19.36 % Efficiency in Binary Organic Solar Cells with Amine-Hydroxy-Substituted Perylene Diimide-Based Interface Layers.

Abstract

Organic solar cells (OSCs) have garnered extensive attention and experienced rapid development due to their immense potential in addressing future energy challenges. Among the critical components of OSCs, cathode interfacial materials (CIMs) play a pivotal role in reducing the work function of electrodes and enhancing charge carrier mobility. High-polarity functional groups are commonly incorporated into CIMs designs to improve interfacial contact with the active layer and mitigate the power loss at metal electrodes.
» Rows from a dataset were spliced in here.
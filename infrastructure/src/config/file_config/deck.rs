//! Deck configuration from TOML (`[deck]` section)

use poker_domain::{ConfigIssue, ConfigIssueCode, EstimateUnit, Severity};
use serde::{Deserialize, Serialize};

/// Raw deck configuration from TOML
#[derive(Debug, Clone, PartialEq, Serialize, Deserialize)]
#[serde(default)]
pub struct FileDeckConfig {
    /// Unit new decks are dealt in, e.g. "person days" or "story points"
    pub unit: String,
}

impl Default for FileDeckConfig {
    fn default() -> Self {
        Self {
            unit: EstimateUnit::default().label().to_string(),
        }
    }
}

impl FileDeckConfig {
    /// Parse the unit, falling back to the default unit with a warning
    pub fn parse_unit(&self) -> (EstimateUnit, Vec<ConfigIssue>) {
        match self.unit.parse::<EstimateUnit>() {
            Ok(unit) => (unit, Vec::new()),
            Err(_) => {
                let fallback = EstimateUnit::default();
                let issue = ConfigIssue {
                    severity: Severity::Warning,
                    code: ConfigIssueCode::InvalidEnumValue {
                        field: "deck.unit".to_string(),
                        value: self.unit.clone(),
                        valid_values: EstimateUnit::ALL
                            .iter()
                            .map(|u| u.label().to_string())
                            .collect(),
                    },
                    message: format!(
                        "deck.unit: unknown unit '{}', falling back to '{}'",
                        self.unit, fallback
                    ),
                };
                (fallback, vec![issue])
            }
        }
    }
}
//! Consensus use case
//!
//! The engine never decides a story's value. It hands the facilitator the
//! cards each member played in a round and records the one they pick.

use super::error::VotingError;
use super::shared::{require_estimate, require_story};
use crate::ports::estimation_store::EstimationStore;
use crate::ports::vote_audit::{AuditEvent, NoAuditLog, VoteAuditLog};
use poker_domain::voting::estimates_by_user;
use poker_domain::{ConsensusValue, Estimate, EstimateId, Iteration, Story, StoryId, UserId};
use std::collections::BTreeMap;
use std::sync::Arc;
use tracing::info;

/// Use case for reading and recording a story's consensus
pub struct ConsensusUseCase<S: EstimationStore + 'static> {
    store: Arc<S>,
    audit: Arc<dyn VoteAuditLog>,
}

impl<S: EstimationStore + 'static> ConsensusUseCase<S> {
    pub fn new(store: Arc<S>) -> Self {
        Self {
            store,
            audit: Arc::new(NoAuditLog),
        }
    }

    pub fn with_audit(mut self, audit: Arc<dyn VoteAuditLog>) -> Self {
        self.audit = audit;
        self
    }

    /// Cards played in `iteration`, grouped by member.
    ///
    /// A member who voted twice in the round has both cards listed in the
    /// order they were cast.
    pub async fn breakdown(
        &self,
        story: StoryId,
        iteration: Iteration,
    ) -> Result<BTreeMap<UserId, Vec<Estimate>>, VotingError> {
        require_story(self.store.as_ref(), story).await?;
        let votes = self.store.votes_for_story(story, iteration).await?;

        let mut cards: BTreeMap<EstimateId, Estimate> = BTreeMap::new();
        let mut grouped = BTreeMap::new();
        for (user, ids) in estimates_by_user(&votes) {
            let mut played = Vec::with_capacity(ids.len());
            for id in ids {
                if !cards.contains_key(&id) {
                    let estimate = require_estimate(self.store.as_ref(), id).await?;
                    cards.insert(id, estimate);
                }
                played.push(cards[&id].clone());
            }
            grouped.insert(user, played);
        }

        Ok(grouped)
    }

    /// Record `estimate` as the story's accepted value
    pub async fn set_consensus(
        &self,
        story: StoryId,
        estimate: EstimateId,
    ) -> Result<Story, VotingError> {
        let mut story = require_story(self.store.as_ref(), story).await?;
        let estimate = require_estimate(self.store.as_ref(), estimate).await?;
        if estimate.task_id != story.task_id {
            return Err(VotingError::EstimateNotInDeck {
                estimate: estimate.id,
                task: story.task_id,
            });
        }

        self.store
            .set_story_consensus(story.id, Some(estimate.id))
            .await?;
        story.consensus = Some(estimate.id);

        info!(
            "Consensus for story {} set to {} ({})",
            story.id, estimate.id, estimate.complexity_symbol
        );
        self.audit.log(AuditEvent::new(
            "consensus_set",
            serde_json::json!({
                "story": story.id,
                "estimate": estimate.id,
                "symbol": estimate.complexity_symbol,
                "iteration": story.iteration,
            }),
        ));

        Ok(story)
    }

    pub async fn clear_consensus(&self, story: StoryId) -> Result<Story, VotingError> {
        let mut story = require_story(self.store.as_ref(), story).await?;
        self.store.set_story_consensus(story.id, None).await?;
        let previous = story.consensus.take();

        info!("Consensus for story {} cleared", story.id);
        self.audit.log(AuditEvent::new(
            "consensus_cleared",
            serde_json::json!({
                "story": story.id,
                "previous": previous,
            }),
        ));

        Ok(story)
    }

    /// Interpret the story's consensus for reporting
    pub async fn consensus_value(&self, story: StoryId) -> Result<ConsensusValue, VotingError> {
        let story = require_story(self.store.as_ref(), story).await?;
        match story.consensus {
            None => Ok(ConsensusValue::Unresolved),
            Some(id) => {
                let estimate = require_estimate(self.store.as_ref(), id).await?;
                Ok(ConsensusValue::from_estimate(Some(&estimate)))
            }
        }
    }
}
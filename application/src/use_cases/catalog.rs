//! Catalog use case
//!
//! Everything around the voting engine that a facilitator manages by hand:
//! tasks and their decks, stories, users and team membership. Creating a
//! task deals it the default deck in the configured unit.

use crate::ports::catalog_store::CatalogStore;
use crate::ports::estimation_store::{EstimationStore, StoreError};
use chrono::Utc;
use poker_domain::{
    Deck, DomainError, Estimate, EstimateId, EstimateUnit, NewStory, NewTask, Story, StoryId,
    Task, TaskId, User, UserId,
};
use serde::Serialize;
use std::collections::BTreeMap;
use std::sync::Arc;
use thiserror::Error;
use tracing::{debug, info, warn};

/// Errors from catalog operations
#[derive(Error, Debug)]
pub enum CatalogError {
    #[error("Task {0} not found")]
    TaskNotFound(TaskId),

    #[error("Story {0} not found")]
    StoryNotFound(StoryId),

    #[error("User {0} not found")]
    UserNotFound(UserId),

    #[error("Invalid input: {0}")]
    Invalid(#[from] DomainError),

    #[error("Store already holds {0} task(s); seeding needs an empty store")]
    NotEmpty(usize),

    #[error("Store error: {0}")]
    Store(#[from] StoreError),
}

/// A task with everything attached to it
#[derive(Debug, Clone, PartialEq, Serialize)]
pub struct TaskOverview {
    pub task: Task,
    pub stories: Vec<Story>,
    pub team: Vec<User>,
    pub deck: Vec<Estimate>,
}

/// What [`CatalogUseCase::seed_demo`] created
#[derive(Debug, Clone, PartialEq, Serialize)]
pub struct SeedReport {
    pub users: Vec<User>,
    pub tasks: Vec<TaskOverview>,
}

const DEMO_USERS: [&str; 5] = ["Bengt", "Soheil", "Alexander", "Anders", "Daniel"];

struct DemoTask {
    name: &'static str,
    description: &'static str,
    stories: &'static [(&'static str, &'static str)],
    /// Indexes into `DEMO_USERS`
    team: &'static [usize],
}

const DEMO_TASKS: [DemoTask; 2] = [
    DemoTask {
        name: "Planning Poker",
        description: "Build a planning poker web application",
        stories: &[
            ("Database Operations", "Tables for tasks, stories, votes and users"),
            ("Write templates", "Pages for voting and for the results"),
            ("Set up the routes", "Map the pages to their handlers"),
        ],
        team: &[0, 1, 2],
    },
    DemoTask {
        name: "Write manual",
        description: "User manual for the application",
        stories: &[("Create LaTeX document", "Skeleton of the manual")],
        team: &[3, 4],
    },
];

/// Use case for managing tasks, stories, users and decks
pub struct CatalogUseCase<S: CatalogStore + 'static> {
    store: Arc<S>,
    deck_unit: EstimateUnit,
}

impl<S: CatalogStore + 'static> CatalogUseCase<S> {
    pub fn new(store: Arc<S>) -> Self {
        Self {
            store,
            deck_unit: EstimateUnit::default(),
        }
    }

    /// Unit new decks are created in
    pub fn with_deck_unit(mut self, unit: EstimateUnit) -> Self {
        self.deck_unit = unit;
        self
    }

    pub fn deck_unit(&self) -> EstimateUnit {
        self.deck_unit
    }

    // ==================== Tasks ====================

    /// Create a task and deal it the default deck
    pub async fn create_task(&self, name: &str, description: &str) -> Result<Task, CatalogError> {
        let task = self.store.insert_task(NewTask::new(name, description)?).await?;

        let deck = Deck::fibonacci(self.deck_unit);
        for card in &deck.cards {
            self.store.insert_estimate(task.id, card, deck.unit).await?;
        }

        info!(
            "Created task {} '{}' with {} cards in {}",
            task.id,
            task.name,
            deck.cards.len(),
            deck.unit
        );
        Ok(task)
    }

    pub async fn list_tasks(&self) -> Result<Vec<Task>, CatalogError> {
        Ok(self.store.list_tasks().await?)
    }

    pub async fn task_overview(&self, task: TaskId) -> Result<TaskOverview, CatalogError> {
        let task = self.require_task(task).await?;
        Ok(TaskOverview {
            stories: self.store.stories_for_task(task.id).await?,
            team: self.store.team_members(task.id).await?,
            deck: self.store.estimates_for_task(task.id).await?,
            task,
        })
    }

    /// Mark the task as published. Publishing twice keeps the first date.
    pub async fn publish(&self, task: TaskId) -> Result<Task, CatalogError> {
        let mut task = self.require_task(task).await?;
        if task.published_at.is_none() {
            task.published_at = Some(Utc::now());
            self.store.update_task(&task).await?;
            info!("Published task {}", task.id);
        }
        Ok(task)
    }

    pub async fn unpublish(&self, task: TaskId) -> Result<Task, CatalogError> {
        let mut task = self.require_task(task).await?;
        if task.published_at.take().is_some() {
            self.store.update_task(&task).await?;
            info!("Unpublished task {}", task.id);
        }
        Ok(task)
    }

    /// Delete a task with its stories, votes, deck and team
    pub async fn delete_task(&self, task: TaskId) -> Result<(), CatalogError> {
        self.require_task(task).await?;
        self.store.delete_task(task).await?;
        info!("Deleted task {}", task);
        Ok(())
    }

    /// Switch the deck of a task to another unit.
    ///
    /// `values` optionally gives cards a new numeric value, as typed by the
    /// facilitator. Values that do not parse as a number are skipped and the
    /// card keeps its old value; so are ids outside the task's deck.
    pub async fn rescale_deck(
        &self,
        task: TaskId,
        unit: &str,
        values: &BTreeMap<EstimateId, String>,
    ) -> Result<Vec<Estimate>, CatalogError> {
        let unit: EstimateUnit = unit.parse()?;
        let task = self.require_task(task).await?;
        let mut deck = self.store.estimates_for_task(task.id).await?;

        for id in values.keys() {
            if !deck.iter().any(|e| e.id == *id) {
                warn!("Estimate {} is not in the deck of task {}, skipped", id, task.id);
            }
        }

        for estimate in &mut deck {
            estimate.unit = unit;
            if let Some(raw) = values.get(&estimate.id) {
                match raw.trim().parse::<f64>() {
                    Ok(value) if value.is_finite() => estimate.unit_value = value,
                    _ => debug!(
                        "Skipping value '{}' for estimate {}: not a number",
                        raw, estimate.id
                    ),
                }
            }
            self.store.update_estimate(estimate).await?;
        }

        info!("Rescaled deck of task {} to {}", task.id, unit);
        Ok(deck)
    }

    // ==================== Stories ====================

    pub async fn add_story(
        &self,
        task: TaskId,
        name: &str,
        description: &str,
    ) -> Result<Story, CatalogError> {
        let task = self.require_task(task).await?;
        let story = self
            .store
            .insert_story(NewStory::new(task.id, name, description)?)
            .await?;
        debug!("Added story {} to task {}", story.id, task.id);
        Ok(story)
    }

    pub async fn list_stories(&self, task: TaskId) -> Result<Vec<Story>, CatalogError> {
        let task = self.require_task(task).await?;
        Ok(self.store.stories_for_task(task.id).await?)
    }

    /// Delete a story with all of its votes
    pub async fn delete_story(&self, story: StoryId) -> Result<(), CatalogError> {
        if self.store.story(story).await?.is_none() {
            return Err(CatalogError::StoryNotFound(story));
        }
        self.store.delete_story(story).await?;
        info!("Deleted story {}", story);
        Ok(())
    }

    // ==================== Users & teams ====================

    pub async fn create_user(&self, name: &str) -> Result<User, CatalogError> {
        let name = checked_user_name(name)?;
        let user = self.store.insert_user(&name).await?;
        debug!("Created user {} '{}'", user.id, user.name);
        Ok(user)
    }

    pub async fn list_users(&self) -> Result<Vec<User>, CatalogError> {
        Ok(self.store.list_users().await?)
    }

    pub async fn rename_user(&self, user: UserId, name: &str) -> Result<User, CatalogError> {
        let mut user = self.require_user(user).await?;
        let name = checked_user_name(name)?;
        self.store.rename_user(user.id, &name).await?;
        user.name = name;
        Ok(user)
    }

    /// Delete a user with their memberships and votes
    pub async fn delete_user(&self, user: UserId) -> Result<(), CatalogError> {
        self.require_user(user).await?;
        self.store.delete_user(user).await?;
        info!("Deleted user {}", user);
        Ok(())
    }

    /// Add a user to a task's team and return the new team
    pub async fn add_member(&self, task: TaskId, user: UserId) -> Result<Vec<User>, CatalogError> {
        let task = self.require_task(task).await?;
        let user = self.require_user(user).await?;
        self.store.add_team_member(task.id, user.id).await?;
        Ok(self.store.team_members(task.id).await?)
    }

    pub async fn remove_member(
        &self,
        task: TaskId,
        user: UserId,
    ) -> Result<Vec<User>, CatalogError> {
        let task = self.require_task(task).await?;
        let user = self.require_user(user).await?;
        self.store.remove_team_member(task.id, user.id).await?;
        Ok(self.store.team_members(task.id).await?)
    }

    // ==================== Demo data ====================

    /// Fill an empty store with two demo tasks and five users
    pub async fn seed_demo(&self) -> Result<SeedReport, CatalogError> {
        let existing = self.store.list_tasks().await?;
        if !existing.is_empty() {
            return Err(CatalogError::NotEmpty(existing.len()));
        }

        let mut users = Vec::with_capacity(DEMO_USERS.len());
        for name in DEMO_USERS {
            users.push(self.create_user(name).await?);
        }

        let mut tasks = Vec::with_capacity(DEMO_TASKS.len());
        for demo in &DEMO_TASKS {
            let task = self.create_task(demo.name, demo.description).await?;
            for (name, description) in demo.stories {
                self.add_story(task.id, name, description).await?;
            }
            for &member in demo.team {
                self.store.add_team_member(task.id, users[member].id).await?;
            }
            tasks.push(self.task_overview(task.id).await?);
        }

        info!(
            "Seeded {} users and {} tasks",
            users.len(),
            tasks.len()
        );
        Ok(SeedReport { users, tasks })
    }

    async fn require_task(&self, task: TaskId) -> Result<Task, CatalogError> {
        self.store
            .task(task)
            .await?
            .ok_or(CatalogError::TaskNotFound(task))
    }

    async fn require_user(&self, user: UserId) -> Result<User, CatalogError> {
        self.store
            .user_by_id(user)
            .await?
            .ok_or(CatalogError::UserNotFound(user))
    }
}

fn checked_user_name(name: &str) -> Result<String, DomainError> {
    let trimmed = name.trim();
    if trimmed.is_empty() {
        return Err(DomainError::InvalidName(name.to_string()));
    }
    Ok(trimmed.to_string())
}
Herein, we report a hydrogen-bonding interfacial material, hydroxyethylamine-functionalized perylene diimide (PDIN-OH), which further reduces the cathode work function while maintaining excellent interfacial contact with the active layer. The outstanding conductivity of PDIN-OH, combined with its doping interaction with acceptor materials, significantly enhances its tolerance to thick films. In binary OSCs using the classical active layers PM6:Y6 and D18:L8-BO, devices incorporating PDIN-OH achieved remarkable power conversion efficiencies (PCEs) of 17.51 % and 19.36 %, respectively, along with outstanding stability. These findings indicate the potential of PDIN-OH as an efficient and stable CIM, offering a promising pathway to enhance OSC performance and promote their practical applications.